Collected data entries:
*****

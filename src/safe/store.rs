//! High-level safe operations.
//!
//! `SafeStore` wraps the binary format layer and the crypto layer so the
//! engine can work with decrypted records: create a safe, check a passkey,
//! open, merge imported records, and save.

use std::collections::HashSet;
use std::path::{Path, PathBuf};

use chrono::Utc;
use uuid::Uuid;
use zeroize::Zeroize;

use crate::crypto::encryption::{decrypt, encrypt};
use crate::crypto::kdf::{derive_master_key_with_params, generate_salt, Argon2Params};
use crate::crypto::keys::MasterKey;
use crate::errors::{Result, SafeCliError};

use super::format::{self, SafeHeader, CURRENT_VERSION};
use super::record::{Record, RecordPayload, StoredRecord};

/// Counts reported after an import merge.
#[derive(Debug, Clone, Copy, Default, PartialEq, Eq)]
pub struct MergeSummary {
    pub imported: usize,
    pub skipped: usize,
}

/// An open, decrypted safe.
pub struct SafeStore {
    path: PathBuf,
    header: SafeHeader,
    records: Vec<Record>,
    master_key: MasterKey,
}

impl SafeStore {
    /// Create a new, empty safe at `path` and write it to disk.
    ///
    /// Pass `None` for `argon2_params` to use the defaults.
    pub fn create(path: &Path, passkey: &[u8], argon2_params: Option<&Argon2Params>) -> Result<Self> {
        if path.exists() {
            return Err(SafeCliError::SafeAlreadyExists(path.to_path_buf()));
        }

        let salt = generate_salt();
        let params = argon2_params.copied().unwrap_or_default();

        let mut master_bytes = derive_master_key_with_params(passkey, &salt, &params)?;
        let master_key = MasterKey::new(master_bytes);
        master_bytes.zeroize();

        let mut verifier_key = master_key.derive_verifier_key()?;
        let passkey_verifier = format::compute_verifier(&verifier_key)?;
        verifier_key.zeroize();

        let header = SafeHeader {
            version: CURRENT_VERSION,
            salt: salt.to_vec(),
            created_at: Utc::now(),
            argon2_params: params.into(),
            passkey_verifier,
        };

        let mut store = Self {
            path: path.to_path_buf(),
            header,
            records: Vec::new(),
            master_key,
        };
        store.save()?;
        Ok(store)
    }

    /// Check `passkey` against the header verifier without decrypting any
    /// record.
    pub fn verify_passkey(path: &Path, passkey: &[u8]) -> Result<()> {
        let raw = format::read_safe(path)?;
        let master_key = derive_master(passkey, &raw.header)?;
        check_passkey(&master_key, &raw.header)
    }

    /// Open an existing safe: check the passkey, verify the file HMAC over
    /// the raw bytes from disk, then decrypt every record.
    pub fn open(path: &Path, passkey: &[u8]) -> Result<Self> {
        let raw = format::read_safe(path)?;
        let master_key = derive_master(passkey, &raw.header)?;
        check_passkey(&master_key, &raw.header)?;

        let mut hmac_key = master_key.derive_hmac_key()?;
        let verified = format::verify_hmac(
            &hmac_key,
            &raw.header_bytes,
            &raw.records_bytes,
            &raw.stored_hmac,
        );
        hmac_key.zeroize();
        verified?;

        let records = raw
            .records
            .iter()
            .map(|stored| decrypt_record(&master_key, stored))
            .collect::<Result<Vec<_>>>()?;

        Ok(Self {
            path: path.to_path_buf(),
            header: raw.header,
            records,
            master_key,
        })
    }

    /// Append a record as-is.
    pub fn add_record(&mut self, record: Record) {
        self.records.push(record);
    }

    /// Merge imported records.
    ///
    /// A record whose (group, title, username) is already present, in the
    /// safe or earlier in `incoming`, is skipped.  Accepted records get a
    /// fresh uuid.  If the merged safe would hold more than `max_records`,
    /// nothing is merged.
    pub fn merge(&mut self, incoming: Vec<Record>, max_records: Option<usize>) -> Result<MergeSummary> {
        let mut seen: HashSet<(String, String, String)> = self
            .records
            .iter()
            .map(|r| owned_key(r.merge_key()))
            .collect();

        let mut accepted = Vec::with_capacity(incoming.len());
        let mut skipped = 0;
        for mut record in incoming {
            if seen.insert(owned_key(record.merge_key())) {
                record.uuid = Uuid::new_v4();
                accepted.push(record);
            } else {
                skipped += 1;
            }
        }

        if let Some(limit) = max_records {
            if self.records.len() + accepted.len() > limit {
                return Err(SafeCliError::LimitReached(limit));
            }
        }

        let imported = accepted.len();
        self.records.extend(accepted);
        Ok(MergeSummary { imported, skipped })
    }

    /// Encrypt every record and write the safe atomically.
    pub fn save(&mut self) -> Result<()> {
        let stored = self
            .records
            .iter()
            .map(|r| encrypt_record(&self.master_key, r))
            .collect::<Result<Vec<_>>>()?;

        let mut hmac_key = self.master_key.derive_hmac_key()?;
        let written = format::write_safe(&self.path, &self.header, &stored, &hmac_key);
        hmac_key.zeroize();
        written
    }

    pub fn path(&self) -> &Path {
        &self.path
    }

    pub fn records(&self) -> &[Record] {
        &self.records
    }

    pub fn record_count(&self) -> usize {
        self.records.len()
    }
}

fn owned_key((group, title, username): (&str, &str, &str)) -> (String, String, String) {
    (group.to_string(), title.to_string(), username.to_string())
}

fn derive_master(passkey: &[u8], header: &SafeHeader) -> Result<MasterKey> {
    let params: Argon2Params = header.argon2_params.into();
    let mut master_bytes = derive_master_key_with_params(passkey, &header.salt, &params)?;
    let master_key = MasterKey::new(master_bytes);
    master_bytes.zeroize();
    Ok(master_key)
}

fn check_passkey(master_key: &MasterKey, header: &SafeHeader) -> Result<()> {
    let mut verifier_key = master_key.derive_verifier_key()?;
    let checked = format::check_verifier(&verifier_key, &header.passkey_verifier);
    verifier_key.zeroize();
    checked
}

fn encrypt_record(master_key: &MasterKey, record: &Record) -> Result<StoredRecord> {
    let uuid = record.uuid.to_string();
    let mut plaintext = serde_json::to_vec(&record.payload())
        .map_err(|e| SafeCliError::SerializationError(format!("record: {e}")))?;

    let mut key = master_key.derive_record_key(&uuid)?;
    let payload = encrypt(&key, &plaintext, uuid.as_bytes());
    key.zeroize();
    plaintext.zeroize();

    Ok(StoredRecord {
        uuid: record.uuid,
        payload: payload?,
        created_at: record.created_at,
        modified_at: record.modified_at,
    })
}

fn decrypt_record(master_key: &MasterKey, stored: &StoredRecord) -> Result<Record> {
    let uuid = stored.uuid.to_string();
    let mut key = master_key.derive_record_key(&uuid)?;
    let plaintext = decrypt(&key, &stored.payload, uuid.as_bytes());
    key.zeroize();
    let mut plaintext = plaintext?;

    let record = serde_json::from_slice::<RecordPayload<'_>>(&plaintext)
        .map(|payload| Record::from_payload(stored, payload))
        .map_err(|e| SafeCliError::InvalidSafeFormat(format!("record {uuid}: {e}")));
    plaintext.zeroize();
    record
}

#[cfg(test)]
mod tests {
    use super::*;
    use tempfile::TempDir;

    const FAST: Argon2Params = Argon2Params {
        memory_kib: 8_192,
        iterations: 1,
        parallelism: 1,
    };

    fn new_safe(dir: &TempDir) -> SafeStore {
        SafeStore::create(&dir.path().join("t.psafe"), b"pw", Some(&FAST)).unwrap()
    }

    #[test]
    fn create_refuses_existing_file() {
        let dir = TempDir::new().unwrap();
        let store = new_safe(&dir);
        let again = SafeStore::create(store.path(), b"pw", Some(&FAST));
        assert!(matches!(again, Err(SafeCliError::SafeAlreadyExists(_))));
    }

    #[test]
    fn merge_skips_duplicates_and_assigns_new_uuids() {
        let dir = TempDir::new().unwrap();
        let mut store = new_safe(&dir);
        store.add_record(Record::new("mail", "a").with_username("me"));

        let incoming = vec![
            Record::new("mail", "b").with_username("me"),
            Record::new("bank", "c"),
            Record::new("bank", "d"),
        ];
        let incoming_uuid = incoming[1].uuid;

        let summary = store.merge(incoming, None).unwrap();

        assert_eq!(summary, MergeSummary { imported: 1, skipped: 2 });
        assert_eq!(store.record_count(), 2);
        let bank = store.records().iter().find(|r| r.title == "bank").unwrap();
        assert_ne!(bank.uuid, incoming_uuid);
        assert_eq!(bank.password, "c");
    }

    #[test]
    fn merge_respects_record_limit() {
        let dir = TempDir::new().unwrap();
        let mut store = new_safe(&dir);
        store.add_record(Record::new("one", "1"));

        let result = store.merge(vec![Record::new("two", "2"), Record::new("three", "3")], Some(2));

        assert!(matches!(result, Err(SafeCliError::LimitReached(2))));
        assert_eq!(store.record_count(), 1);
    }

    #[test]
    fn same_title_in_other_group_is_not_a_duplicate() {
        let dir = TempDir::new().unwrap();
        let mut store = new_safe(&dir);
        store.add_record(Record::new("mail", "a").with_group("work"));

        let summary = store
            .merge(vec![Record::new("mail", "b").with_group("home")], None)
            .unwrap();

        assert_eq!(summary.imported, 1);
    }
}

*****

#### [What the task asks]
Determine how many of the lines above hold the word "work", and output that number by itself.

#### [Your response]
2